Reuters reports on the escalating death toll:
Last month was the deadliest month of President Felipe Calderon's nearly three-year army assault on powerful cartels across Mexico with 850 deaths, according to media tallies.
The death rate so far this year stands at around 4,000, about a third higher than in the same period in 2008 despite a brief lull earlier in the year.
President Calderon has staked his political future on a harsh crackdown on the cartels. Over the past three years, it has not worked. The Mexican political process has delivered a strong message of disapproval as opposition parties have gained seats and the majority in the lower house. It may be time to try something different as military escalation against a large and extremely profitable black market supply system has not worked.
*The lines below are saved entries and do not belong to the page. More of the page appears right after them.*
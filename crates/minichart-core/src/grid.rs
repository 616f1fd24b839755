// File: crates/minichart-core/src/grid.rs
// Summary: Tick values, sparse-label stride and tick label formatting.

use num_format::{Locale, ToFormattedString};

use crate::scale::ValueRange;

pub fn linspace(start: f64, end: f64, steps: usize) -> Vec<f64> {
    if steps < 2 { return vec![start, end]; }
    let step = (end - start) / (steps as f64 - 1.0);
    (0..steps).map(|i| start + step * i as f64).collect()
}

/// `intervals + 1` evenly spaced values from `range.min` to `range.max`, no rounding.
pub fn ticks(range: ValueRange, intervals: usize) -> Vec<f64> {
    linspace(range.min, range.max, intervals.max(1) + 1)
}

/// Draw every k-th category label so at most `budget` are shown: `ceil(count / budget)`.
pub fn label_stride(count: usize, budget: usize) -> usize {
    count.div_ceil(budget.max(1)).max(1)
}

/// Integer with thousands grouping, e.g. `1234567.4` → `"1,234,567"`.
pub fn format_tick(value: f64) -> String {
    (value.round() as i64).to_formatted_string(&Locale::en)
}

#[cfg(test)]
mod tests {
    use super::*;

    #[test]
    fn ticks_are_evenly_spaced_and_inclusive() {
        let t = ticks(ValueRange { min: 0.0, max: 100.0 }, 4);
        assert_eq!(t, vec![0.0, 25.0, 50.0, 75.0, 100.0]);
        let t = ticks(ValueRange { min: -1.0, max: 1.0 }, 0);
        assert_eq!(t, vec![-1.0, 1.0]);
    }

    #[test]
    fn stride_thins_labels_past_budget() {
        assert_eq!(label_stride(0, 6), 1);
        assert_eq!(label_stride(6, 6), 1);
        assert_eq!(label_stride(7, 6), 2);
        assert_eq!(label_stride(24, 6), 4);
        assert_eq!(label_stride(25, 6), 5);
    }

    #[test]
    fn formats_grouped_integers() {
        assert_eq!(format_tick(0.0), "0");
        assert_eq!(format_tick(999.6), "1,000");
        assert_eq!(format_tick(1234567.4), "1,234,567");
        assert_eq!(format_tick(-2500.0), "-2,500");
        assert_eq!(format_tick(-0.2), "0");
        assert_eq!(format_tick(-1_234_567.0), "-1,234,567");
    }
}
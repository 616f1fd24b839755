// File: crates/minichart-core/src/skia_surface.rs
// Summary: Skia CPU raster backend implementing `Surface` + `DrawContext`.

use skia_safe as skia;

use crate::error::{ChartError, ChartResult};
use crate::geometry::{Point, RectF, Wedge};
use crate::surface::{DrawContext, Surface, TextStyle};
use crate::text::TextShaper;
use crate::types::{LogicalSize, PixelSize};

/// Raster surface whose backing buffer is allocated lazily by the sizer.
pub struct SkiaSurface {
    layout: LogicalSize,
    pixel_ratio: f32,
    raster: Option<skia::Surface>,
    shaper: TextShaper,
}

impl SkiaSurface {
    pub fn new(layout: LogicalSize, pixel_ratio: f32) -> Self {
        Self { layout, pixel_ratio, raster: None, shaper: TextShaper::new() }
    }

    /// Read the backing buffer as tightly packed, unpremultiplied RGBA8.
    /// Returns (pixels, width, height).
    pub fn read_rgba8(&mut self) -> ChartResult<(Vec<u8>, u32, u32)> {
        let raster = self.raster.as_mut().ok_or(ChartError::PixelReadback)?;
        let (w, h) = (raster.width(), raster.height());
        let info = skia::ImageInfo::new((w, h), skia::ColorType::RGBA8888, skia::AlphaType::Unpremul, None);
        let row_bytes = (w as usize) * 4;
        let mut px = vec![0u8; row_bytes * h as usize];
        if !raster.read_pixels(&info, &mut px, row_bytes, (0, 0)) {
            return Err(ChartError::PixelReadback);
        }
        Ok((px, w as u32, h as u32))
    }

    fn canvas(&mut self) -> Option<&skia::Canvas> {
        self.raster.as_mut().map(|s| s.canvas())
    }
}

fn fill_paint(color: skia::Color) -> skia::Paint {
    let mut paint = skia::Paint::default();
    paint.set_anti_alias(true);
    paint.set_style(skia::paint::Style::Fill);
    paint.set_color(color);
    paint
}

fn clear_paint() -> skia::Paint {
    let mut paint = skia::Paint::default();
    paint.set_anti_alias(true);
    paint.set_blend_mode(skia::BlendMode::Clear);
    paint
}

fn sk_rect(r: RectF) -> skia::Rect {
    skia::Rect::from_ltrb(r.left, r.top, r.right, r.bottom)
}

impl Surface for SkiaSurface {
    fn layout_size(&self) -> LogicalSize { self.layout }

    fn set_layout_size(&mut self, size: LogicalSize) { self.layout = size; }

    fn pixel_ratio(&self) -> f32 { self.pixel_ratio }

    fn set_pixel_ratio(&mut self, ratio: f32) { self.pixel_ratio = ratio; }

    fn backing_size(&self) -> PixelSize {
        self.raster
            .as_ref()
            .map(|s| PixelSize::new(s.width() as u32, s.height() as u32))
            .unwrap_or_default()
    }

    fn resize_backing(&mut self, size: PixelSize) -> ChartResult<()> {
        let raster = skia::surfaces::raster_n32_premul((size.width as i32, size.height as i32))
            .ok_or(ChartError::RasterAllocation { width: size.width, height: size.height })?;
        self.raster = Some(raster);
        Ok(())
    }

    fn context(&mut self) -> Option<&mut dyn DrawContext> {
        if self.raster.is_some() { Some(self) } else { None }
    }
}

impl DrawContext for SkiaSurface {
    fn set_scale(&mut self, ratio: f32) {
        if let Some(canvas) = self.canvas() {
            canvas.reset_matrix();
            canvas.scale((ratio, ratio));
        }
    }

    fn clear_rect(&mut self, rect: RectF) {
        if let Some(canvas) = self.canvas() {
            canvas.draw_rect(sk_rect(rect), &clear_paint());
        }
    }

    fn fill_rect(&mut self, rect: RectF, color: skia::Color) {
        if let Some(canvas) = self.canvas() {
            canvas.draw_rect(sk_rect(rect), &fill_paint(color));
        }
    }

    fn fill_wedge(&mut self, wedge: &Wedge, color: skia::Color) {
        let Some(canvas) = self.canvas() else { return };
        let paint = fill_paint(color);
        if wedge.is_full_turn() {
            canvas.draw_circle(wedge.center, wedge.radius, &paint);
            return;
        }
        let c = wedge.center;
        let oval = skia::Rect::from_ltrb(c.x - wedge.radius, c.y - wedge.radius, c.x + wedge.radius, c.y + wedge.radius);
        let mut path = skia::Path::new();
        path.move_to(c);
        path.arc_to(oval, wedge.start.to_degrees(), wedge.sweep.to_degrees(), false);
        path.close();
        canvas.draw_path(&path, &paint);
    }

    fn erase_disk(&mut self, center: Point, radius: f32) {
        if let Some(canvas) = self.canvas() {
            canvas.draw_circle(center, radius, &clear_paint());
        }
    }

    fn stroke_polyline(&mut self, points: &[Point], color: skia::Color, width: f32) {
        let Some(canvas) = self.canvas() else { return };
        let Some((first, rest)) = points.split_first() else { return };
        let mut path = skia::Path::new();
        path.move_to(*first);
        for p in rest {
            path.line_to(*p);
        }
        let mut stroke = skia::Paint::default();
        stroke.set_anti_alias(true);
        stroke.set_style(skia::paint::Style::Stroke);
        stroke.set_stroke_width(width);
        stroke.set_color(color);
        canvas.draw_path(&path, &stroke);
    }

    fn fill_text(&mut self, text: &str, anchor: Point, style: &TextStyle) {
        let Some(raster) = self.raster.as_mut() else { return };
        self.shaper.draw_anchored(raster.canvas(), text, anchor.into(), style);
    }
}

impl From<Point> for skia::Point {
    fn from(p: Point) -> Self { skia::Point::new(p.x, p.y) }
}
I think the next escalation will be a continuation of the same strategy but with more American weapons by the Mexican government. I do not think that will work either. However, the counter-escalation that I have been expecting to occur, but has not yet, has been a direct attack on the ability of the Mexican state to function. Mexico has a shaky bond rating and brittle cash flows so if the cartels hammer the PEMEX oil distribution and export infrastructure, the Mexican state will be thrown into crisis.